Many Victorian communities experience significant and persistent disadvantage that manifests in high rates of disengagement from school, joblessness, homelessness, drug and alcohol misuse, family violence, child maltreatment, offending, mental illness, and pain and trauma.

These are complex challenges and, not surprisingly, evidence shows that simplistic, siloed solutions do not work to turn around entrenched disadvantage and create safe, resilient communities. The Victorian Government is to be commended for its public commitments to reform in critical areas of social policy. However, there are still significant gaps and inconsistencies in approach.

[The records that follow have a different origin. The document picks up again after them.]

//! Narrative trigger engine
//!
//! A directed graph of named beats plus a bag of numeric variables. The engine
//! never walks edges or checks thresholds on its own: callers decide when a
//! beat happens and request the transition explicitly. Edges are metadata only.

use std::collections::BTreeMap;

use serde::{Deserialize, Serialize};

use crate::definitions::NarrativeText;

/// A beat in the narrative graph
#[derive(Debug, Clone, PartialEq, Serialize, Deserialize)]
pub struct BeatNode {
    pub id: String,
    #[serde(default)]
    pub label: String,
}

#[derive(Debug, Clone, PartialEq, Serialize, Deserialize)]
pub struct BeatEdge {
    pub from: String,
    pub to: String,
}

#[derive(Debug, Clone, Default, PartialEq, Serialize, Deserialize)]
pub struct NarrativeGraph {
    pub nodes: Vec<BeatNode>,
    pub edges: Vec<BeatEdge>,
}

impl NarrativeGraph {
    /// Beats reachable in one step from `node`
    pub fn successors<'a>(&'a self, node: &'a str) -> impl Iterator<Item = &'a str> + 'a {
        self.edges
            .iter()
            .filter(move |e| e.from == node)
            .map(|e| e.to.as_str())
    }
}

/// Start node, initial variables and graph
#[derive(Debug, Clone, Default, PartialEq, Serialize, Deserialize)]
pub struct NarrativeConfig {
    pub start_node: String,
    pub variables: BTreeMap<String, f64>,
    pub graph: NarrativeGraph,
}

/// The message currently on screen
#[derive(Debug, Clone, PartialEq)]
pub struct ActiveMessage {
    pub text: String,
    pub color: String,
    /// Seconds left; hidden once this reaches zero
    pub life: f32,
}

/// Mutable narrative state owned by the session
#[derive(Debug, Clone, Default, PartialEq)]
pub struct Narrative {
    pub current_node: String,
    pub variables: BTreeMap<String, f64>,
    pub active_message: Option<ActiveMessage>,
}

impl Narrative {
    /// Reset to the configured start node and initial variables
    pub fn init(&mut self, config: &NarrativeConfig) {
        self.current_node = config.start_node.clone();
        self.variables = config.variables.clone();
        self.active_message = None;
    }

    /// Move to `node_id`.
    ///
    /// If `text` is given it replaces whatever message is showing (newest
    /// wins, no queue). Returns whether a message was surfaced.
    pub fn transition(&mut self, node_id: &str, text: Option<&NarrativeText>, life: f32) -> bool {
        self.current_node = node_id.to_string();
        match text {
            Some(text) => {
                self.active_message = Some(ActiveMessage {
                    text: text.text.clone(),
                    color: text.color.clone(),
                    life,
                });
                true
            }
            None => false,
        }
    }

    /// Overwrite a variable. `reason` is for diagnostics only.
    pub fn set_var(&mut self, name: &str, value: f64, reason: &str) {
        log::debug!("narrative var {} = {} ({})", name, value, reason);
        self.variables.insert(name.to_string(), value);
    }

    pub fn var(&self, name: &str) -> Option<f64> {
        self.variables.get(name).copied()
    }

    /// Age the active message by `dt` seconds
    pub fn update(&mut self, dt: f32) {
        if let Some(msg) = &mut self.active_message {
            if msg.life > 0.0 {
                msg.life -= dt;
            }
        }
    }

    /// The message to display, if it has not expired
    pub fn visible_message(&self) -> Option<&ActiveMessage> {
        self.active_message.as_ref().filter(|m| m.life > 0.0)
    }
}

Jesuit Social Services therefore welcomes the opportunity to contribute to the development of the Victorian Government’s 2020-21 State Budget, and offers a suite of constructive solutions so that everyone in the community has the best chance to thrive.

Our specific budgetary requests are organised into three key inter-connected policy and program themes: Strengthening communities to stop problems before they start; supporting those with multiple or complex needs; and helping people get back on track.

Among 27 recommendations, we call for the Victorian Government to:

  • Prioritise increased investment in new public and community housing stock and access to supported housing.
  • Fund the extension of a Before it Starts pilot across five primary schools throughout Victoria as an early intervention strategy to respond to boys aged 8 to 12 years from diverse communities to strengthen relationship skills and school engagement and curb violent behaviour.
  • Provide ongoing funding over the long-term for employment services initiatives, including JVEN, that are particularly targeted to Victorians who experience significant barriers to employment.
  • Implement all the recommendations made in the Victorian Ombudsman’s 2019 report on practices related to solitary confinement of children and young people.
  • Raise the age of criminal responsibility from 10 years to at least 14 years and fund programs that take a restorative and therapeutic approach to anti-social behaviour in children under the age of 14.
  • Set public targets to reduce youth offending, recidivism, incarceration, and the number of young people on remand, and corresponding targets specifically for Aboriginal and Torres Strait Islander young people.
  • Prioritise investment in restorative approaches to prevent and address violence in young boys and men, including extending funding for Jesuit Social Services’ RESTORE pilot.
  • Invest in more intensive transition support services for highly vulnerable people leaving prison, including by expanding the Judy Lazarus Transition Centre and creating an equivalent transitional support facility for women prisoners, especially those with complex and multiple needs.